Y si no los reciben ni quieren escuchar sus palabras, al irse de esa casa o de esa ciudad, sacudan hasta el polvo de sus pies. 

Les aseguro que, en el día del Juicio, Sodoma y Gomorra serán tratadas menos rigurosamente que esa ciudad. 

 Jesús dijo a sus amigos que se fueran sin llevarse nada. Nada, salvó un bastón que sirviera de apoyo a la debilidad del cuerpo y unas sandalias fuertes para que soportasen muchas horas de marcha. Jesús les dijo, únicamente, que aceptasen la hospitalidad. En suma, les hizo dependientes de aquellos a los que tenían que evangelizar.  !La pobreza absoluta!

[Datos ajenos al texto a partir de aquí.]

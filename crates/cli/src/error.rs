// SPDX-License-Identifier: MIT
// Copyright (c) 2026 Alfred Jean LLC

use thiserror::Error;

use crate::sync::{ProbeError, StorageError, TransportError};

/// All possible errors that can occur in the blsync library.
///
/// Errors provide user-friendly messages with hints for common issues.
#[derive(Debug, Error)]
pub enum Error {
    #[error("not logged in\n  hint: run 'bloodline login <token>' first")]
    NotLoggedIn,

    #[error("{field} cannot be empty")]
    FieldEmpty { field: &'static str },

    #[error("invalid {field}: {reason}")]
    InvalidArgument { field: &'static str, reason: String },

    #[error("nothing to update\n  hint: pass at least one of --name, --phone, --blood-type, --city")]
    EmptyProfileUpdate,

    #[error("invalid collection name '{0}'\n  hint: names are non-empty, contain no '/', and cannot be an internal key")]
    InvalidCollection(String),

    #[error("cannot determine data directory\n  hint: set BLOODLINE_DIR or pass --data-dir")]
    NoDataDir,

    #[error("sync failed: {0}")]
    SyncFailed(String),

    #[error("could not refresh collection '{0}'")]
    PullFailed(String),

    #[error("config error: {0}")]
    Config(String),

    #[error(transparent)]
    Core(#[from] bl_core::Error),

    #[error(transparent)]
    Storage(#[from] StorageError),

    #[error(transparent)]
    Transport(#[from] TransportError),

    #[error(transparent)]
    Probe(#[from] ProbeError),

    #[error("io error: {0}")]
    Io(#[from] std::io::Error),

    #[error("json error: {0}")]
    Json(#[from] serde_json::Error),
}

/// A specialized Result type for blsync operations.
pub type Result<T> = std::result::Result<T, Error>;

#[cfg(test)]
#[path = "error_tests.rs"]
mod tests;
// SPDX-License-Identifier: MIT
// Copyright (c) 2026 Alfred Jean LLC

//! Shared argument structs and value parsers for CLI commands.

use std::path::PathBuf;

use bl_core::BloodType;
use chrono::{DateTime, NaiveDate, Utc};
use clap::Args;

/// Parse a string that must not be empty or whitespace-only.
pub(super) fn non_empty_string(s: &str) -> Result<String, String> {
    if s.trim().is_empty() {
        Err("cannot be empty".to_string())
    } else {
        Ok(s.to_string())
    }
}

pub(super) fn parse_blood_type(s: &str) -> Result<BloodType, String> {
    s.parse::<BloodType>().map_err(|e| e.to_string())
}

pub(super) fn parse_date(s: &str) -> Result<NaiveDate, String> {
    NaiveDate::parse_from_str(s, "%Y-%m-%d").map_err(|_| "expected YYYY-MM-DD".to_string())
}

pub(super) fn parse_datetime(s: &str) -> Result<DateTime<Utc>, String> {
    DateTime::parse_from_rfc3339(s)
        .map(|dt| dt.with_timezone(&Utc))
        .map_err(|_| "expected an RFC 3339 timestamp, e.g. 2025-04-02T09:30:00Z".to_string())
}

/// Flags accepted by every command.
#[derive(Args, Clone, Debug, Default)]
pub struct GlobalArgs {
    /// Store data in <path> instead of the default data directory
    #[arg(short = 'C', long = "data-dir", global = true, value_name = "path")]
    pub data_dir: Option<PathBuf>,

    /// Treat the server as unreachable; nothing is sent
    #[arg(long, global = true)]
    pub offline: bool,

    /// Keep all state in memory for this invocation only
    #[arg(long, global = true, hide = true)]
    pub ephemeral: bool,
}

/// Limit arguments for ranked results.
#[derive(Args, Clone, Debug, Default)]
pub struct LimitArgs {
    /// Maximum number of results (default from config)
    #[arg(short = 'n', long)]
    pub limit: Option<usize>,
}

/// Arguments of `bloodline request`.
#[derive(Args, Clone, Debug)]
pub struct RequestArgs {
    /// Patient name
    #[arg(long, value_parser = non_empty_string)]
    pub patient: String,

    /// Blood type needed
    #[arg(long, short = 'b', value_parser = parse_blood_type)]
    pub blood_type: BloodType,

    /// Hospital name
    #[arg(long, value_parser = non_empty_string)]
    pub hospital: String,

    /// City
    #[arg(long, value_parser = non_empty_string)]
    pub city: String,

    /// District
    #[arg(long)]
    pub district: Option<String>,

    /// Units of blood needed
    #[arg(long, default_value_t = 1)]
    pub units: u32,

    /// Urgency from 1 (low) to 3 (high)
    #[arg(long, default_value_t = 2, value_parser = clap::value_parser!(u8).range(1..=3))]
    pub urgency: u8,

    /// Contact phone number
    #[arg(long, value_parser = non_empty_string)]
    pub phone: String,

    /// Additional information for donors
    #[arg(long)]
    pub info: Option<String>,

    /// Hours until the request expires
    #[arg(long, default_value_t = 24)]
    pub expires_in_hours: u32,
}
// SPDX-License-Identifier: MIT
// Copyright (c) 2026 Alfred Jean LLC

//! Specs for `bloodline login`, `logout` and `status`.

#![allow(clippy::panic)]
#![allow(clippy::unwrap_used)]
#![allow(clippy::expect_used)]

use assert_cmd::cargo::cargo_bin_cmd;
use assert_cmd::Command;
use predicates::prelude::*;
use tempfile::TempDir;

fn bloodline(dir: &TempDir) -> Command {
    let mut cmd = cargo_bin_cmd!("bloodline");
    cmd.env("BLOODLINE_DIR", dir.path())
        .env("BLOODLINE_SERVER_URL", "http://127.0.0.1:9/api")
        .env_remove("RUST_LOG")
        .arg("--offline");
    cmd
}

#[test]
fn login_offline_stores_token() {
    let dir = TempDir::new().unwrap();
    bloodline(&dir)
        .args(["login", "tok-123"])
        .assert()
        .success()
        .stdout(predicate::str::contains("Logged in"))
        .stdout(predicate::str::contains("Offline"));

    bloodline(&dir)
        .arg("status")
        .assert()
        .success()
        .stdout(predicate::str::contains("Logged in:  yes"))
        .stdout(predicate::str::contains("Connection: offline"))
        .stdout(predicate::str::contains("Last sync:  never"));
}

#[test]
fn logout_forgets_token_but_keeps_queue() {
    let dir = TempDir::new().unwrap();
    bloodline(&dir).args(["login", "tok"]).assert().success();
    bloodline(&dir)
        .args(["donate", "--center", "c", "-b", "B+"])
        .assert()
        .success();

    bloodline(&dir)
        .arg("logout")
        .assert()
        .success()
        .stdout(predicate::str::contains("1 operation(s) still queued"));

    bloodline(&dir)
        .arg("status")
        .assert()
        .success()
        .stdout(predicate::str::contains("Logged in:  no"))
        .stdout(predicate::str::contains("Pending:    1"));
}

#[test]
fn blank_token_is_rejected() {
    let dir = TempDir::new().unwrap();
    bloodline(&dir).args(["login", "  "]).assert().failure();
}

#[test]
fn sync_without_login_fails_with_hint() {
    let dir = TempDir::new().unwrap();
    bloodline(&dir)
        .arg("sync")
        .assert()
        .failure()
        .stderr(predicate::str::contains("not logged in"))
        .stderr(predicate::str::contains("bloodline login"));
}

#[test]
fn device_id_is_stable() {
    let dir = TempDir::new().unwrap();
    let device_line = |dir: &TempDir| {
        let output = bloodline(dir).arg("status").output().unwrap();
        String::from_utf8_lossy(&output.stdout)
            .lines()
            .find(|line| line.starts_with("Device:"))
            .unwrap()
            .to_string()
    };
    let first = device_line(&dir);
    assert!(first.contains("device_"));
    assert_eq!(device_line(&dir), first);
}

#[test]
fn invalid_config_is_reported() {
    let dir = TempDir::new().unwrap();
    std::fs::write(dir.path().join("config.toml"), "request_timeout_secs = 0\n").unwrap();
    bloodline(&dir)
        .arg("status")
        .assert()
        .failure()
        .stderr(predicate::str::contains("config error"));
}
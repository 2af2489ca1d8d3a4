// SPDX-License-Identifier: MIT
// Copyright (c) 2026 Alfred Jean LLC

//! bl-core: Shared library for the bloodline donor client
//!
//! This crate provides the domain types, pending-operation model, sync wire
//! protocol and geo helpers used by the sync engine and the `bloodline` CLI.
//! It performs no I/O.

pub mod clock;
pub mod error;
pub mod geo;
pub mod model;
pub mod op;
pub mod protocol;

pub use clock::{ClockSource, ManualClock, SystemClock};
pub use error::{Error, Result};
pub use geo::{find_nearby, haversine_km, rank_nearby, validate_coordinates, Located, Nearby};
pub use model::{
    Appointment, AppointmentCancellation, AppointmentStatus, BloodType, DonationCenter,
    GeoPoint, Hospital, NewAppointment, NewDonation, NewEmergencyRequest, ProfileUpdate, Urgency,
};
pub use op::{generate_device_id, generate_op_id, OpId, OpKind, OpPayload, PendingOperation};
pub use protocol::{OpResult, SyncRequest, SyncResponse};
// SPDX-License-Identifier: MIT
// Copyright (c) 2026 Alfred Jean LLC

pub mod account;
pub mod nearby;
pub mod show;
pub mod submit;
pub mod sync;
#[cfg(test)]
#[path = "mod_tests.rs"]
pub mod testing;

use std::sync::Arc;

use bl_core::{OpId, OpPayload};
use tracing::debug;

use crate::cli::GlobalArgs;
use crate::config::{db_path, resolve_data_dir, Config};
use crate::error::{Error, Result};
use crate::sync::{
    ConnectivityMonitor, HttpTransport, ManualConnectivity, MemoryStore, RoundOutcome, SharedStore,
    SkipReason, SqliteStore, SyncDeps, SyncEngine, TcpProbe, Transport,
};

/// Everything a command needs for one invocation.
pub struct Context<T: Transport = HttpTransport> {
    pub config: Config,
    pub engine: Arc<SyncEngine<T>>,
    pub connectivity: Arc<ManualConnectivity>,
}

impl Context {
    /// Opens the store, probes the server once and builds the engine.
    ///
    /// A `long_running` context re-reads the queue before every round so it
    /// picks up operations queued by other invocations.
    pub async fn open(global: &GlobalArgs, long_running: bool) -> Result<Self> {
        let (config, store): (Config, SharedStore) = if global.ephemeral {
            let config = Config::default().with_env_overrides();
            (config, Arc::new(MemoryStore::new()))
        } else {
            let data_dir = resolve_data_dir(global.data_dir.as_deref())?;
            std::fs::create_dir_all(&data_dir)?;
            let config = Config::load(&data_dir)?.with_env_overrides();
            let store = SqliteStore::open(&db_path(&data_dir))?;
            (config, Arc::new(store))
        };
        config.validate()?;

        let transport = HttpTransport::new(&config.server_url, config.request_timeout())?;
        let online = if global.offline {
            false
        } else {
            TcpProbe::from_url(&config.server_url, config.probe_timeout())?
                .check()
                .await
        };
        debug!(online, server = %config.server_url, "initial connectivity");

        let connectivity = Arc::new(ManualConnectivity::new(online));
        Context::build(config, store, transport, connectivity, long_running).await
    }
}

impl<T: Transport> Context<T> {
    /// Builds a context around an already chosen store and transport.
    pub async fn with_transport(
        config: Config,
        store: SharedStore,
        transport: T,
        connectivity: Arc<ManualConnectivity>,
    ) -> Result<Self> {
        Context::build(config, store, transport, connectivity, false).await
    }

    async fn build(
        config: Config,
        store: SharedStore,
        transport: T,
        connectivity: Arc<ManualConnectivity>,
        long_running: bool,
    ) -> Result<Self> {
        let monitor: Arc<dyn ConnectivityMonitor> = connectivity.clone();
        let mut deps = SyncDeps::new(store, transport, monitor).with_retry(config.retry_policy());
        if long_running {
            deps = deps.with_reload_each_round();
        }
        let engine = SyncEngine::open(deps).await?;
        Ok(Context {
            config,
            engine: Arc::new(engine),
            connectivity,
        })
    }

    /// Fails with a hint unless a token is stored.
    pub async fn require_login(&self) -> Result<()> {
        if self.engine.tokens().is_authenticated().await? {
            Ok(())
        } else {
            Err(Error::NotLoggedIn)
        }
    }
}

/// Queues `payload` and reports whether it was delivered right away.
pub(crate) async fn submit_payload<T: Transport>(ctx: &Context<T>, payload: OpPayload) -> Result<OpId> {
    let kind = payload.kind();
    let id = ctx.engine.enqueue(payload).await?;

    let pending = ctx.engine.pending().await;
    if pending.iter().any(|op| op.id == id) {
        println!("Queued {} {} ({} pending)", kind, id, pending.len());
        if !ctx.engine.tokens().is_authenticated().await? {
            println!("  hint: run 'bloodline login <token>' to send it");
        }
    } else {
        println!("Sent {} {}", kind, id);
    }
    Ok(id)
}

/// One-line summary of a round for terminal output.
pub(crate) fn describe_outcome(outcome: &RoundOutcome, pending: usize) -> String {
    match outcome {
        RoundOutcome::Skipped(SkipReason::Offline) => {
            format!("Offline, {} operation(s) pending", pending)
        }
        RoundOutcome::Skipped(SkipReason::NoToken) => "Not logged in, nothing sent".to_string(),
        RoundOutcome::Skipped(SkipReason::Backoff) => {
            format!("Waiting before retrying, {} operation(s) pending", pending)
        }
        RoundOutcome::Skipped(SkipReason::AlreadyRunning) => {
            "A sync is already running".to_string()
        }
        RoundOutcome::Succeeded { confirmed } => format!("Synced, {} confirmed", confirmed),
        RoundOutcome::PartiallySucceeded {
            confirmed,
            remaining,
        } => format!(
            "Synced, {} confirmed, {} still pending",
            confirmed, remaining
        ),
        RoundOutcome::Failed(reason) => format!("Sync failed: {}", reason),
    }
}
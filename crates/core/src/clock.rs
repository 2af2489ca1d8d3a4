// SPDX-License-Identifier: MIT
// Copyright (c) 2026 Alfred Jean LLC

//! Injectable wall clock.
//!
//! Everything that stamps time (operation ids, `createdAt`, the sync
//! watermark) reads it through [`ClockSource`] so tests can pin it.

use chrono::{DateTime, Duration, Utc};
use std::sync::Mutex;

/// Source of the current wall-clock time.
pub trait ClockSource: Send + Sync {
    /// Returns the current time in UTC.
    fn now(&self) -> DateTime<Utc>;
}

/// System clock implementation.
#[derive(Debug, Default, Clone, Copy)]
pub struct SystemClock;

impl ClockSource for SystemClock {
    fn now(&self) -> DateTime<Utc> {
        Utc::now()
    }
}

impl<C: ClockSource> ClockSource for &C {
    fn now(&self) -> DateTime<Utc> {
        (*self).now()
    }
}

impl<C: ClockSource + ?Sized> ClockSource for std::sync::Arc<C> {
    fn now(&self) -> DateTime<Utc> {
        (**self).now()
    }
}

/// A clock that only moves when told to.
#[derive(Debug)]
pub struct ManualClock {
    current: Mutex<DateTime<Utc>>,
}

impl ManualClock {
    pub fn new(start: DateTime<Utc>) -> Self {
        ManualClock {
            current: Mutex::new(start),
        }
    }

    /// Moves the clock forward (or backward, for negative durations).
    pub fn advance(&self, by: Duration) {
        let mut current = self.current.lock().unwrap_or_else(|e| e.into_inner());
        *current += by;
    }

    pub fn set(&self, to: DateTime<Utc>) {
        *self.current.lock().unwrap_or_else(|e| e.into_inner()) = to;
    }
}

impl ClockSource for ManualClock {
    fn now(&self) -> DateTime<Utc> {
        *self.current.lock().unwrap_or_else(|e| e.into_inner())
    }
}

#[cfg(test)]
#[path = "clock_tests.rs"]
mod tests;
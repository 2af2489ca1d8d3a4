// SPDX-License-Identifier: MIT
// Copyright (c) 2026 Alfred Jean LLC

//! Centralized environment variable access.
//!
//! All runtime environment variables used by the CLI are defined here
//! with typed accessor functions. The variable name constants are generated
//! by `build.rs` and live in the [`vars`] submodule.

use std::path::PathBuf;

/// Generated environment variable name constants.
pub mod vars {
    include!(concat!(env!("OUT_DIR"), "/env_vars.rs"));
}

/// Returns the value of `BLOODLINE_DIR` if set and non-empty.
pub fn data_dir() -> Option<PathBuf> {
    std::env::var(vars::BLOODLINE_DIR)
        .ok()
        .filter(|v| !v.is_empty())
        .map(PathBuf::from)
}

/// Returns the value of `BLOODLINE_SERVER_URL` if set and non-empty.
pub fn server_url() -> Option<String> {
    std::env::var(vars::BLOODLINE_SERVER_URL)
        .ok()
        .filter(|v| !v.trim().is_empty())
}

/// Returns `true` if `RUST_LOG` is set (any value).
pub fn log_filter_set() -> bool {
    std::env::var(vars::RUST_LOG).is_ok()
}

#[cfg(test)]
#[path = "env_tests.rs"]
mod tests;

Tenían que partir sin ninguna otra cosa que la Palabra, el Mensaje, la Buena Noticia, el aliento del Espíritu Santo que hace avanzar el mensaje. Lo importante en la vida de la fe no es ni el discurso hábil, ni la estrategia, ni la pedagogía, sino más bien el ardor del Espíritu, la Vida que va al encuentro de la vida.  

La fe es así.... empieza  a tomar cuerpo con el testimonio y el reparto. La fe se despierta en el momento en que, sin ningún soporte previo, ni el menor socorro exterior, acepta el riesgo de una palabra, de una vida. La fe se consolida compartiéndola. Es la gratuidad la mejor embajadora de la fe. Se trata, simplemente de creer en el Señor emprendiendo la ruta con Él. 

Pidamosle al Señor que nuestra mirada no se separe nunca de la meta, que caminemos sin otro equipaje que tu promesa, sin más certidumbre que tu Palabra. 

¡Dios mío qué lejos estoy de esta fe!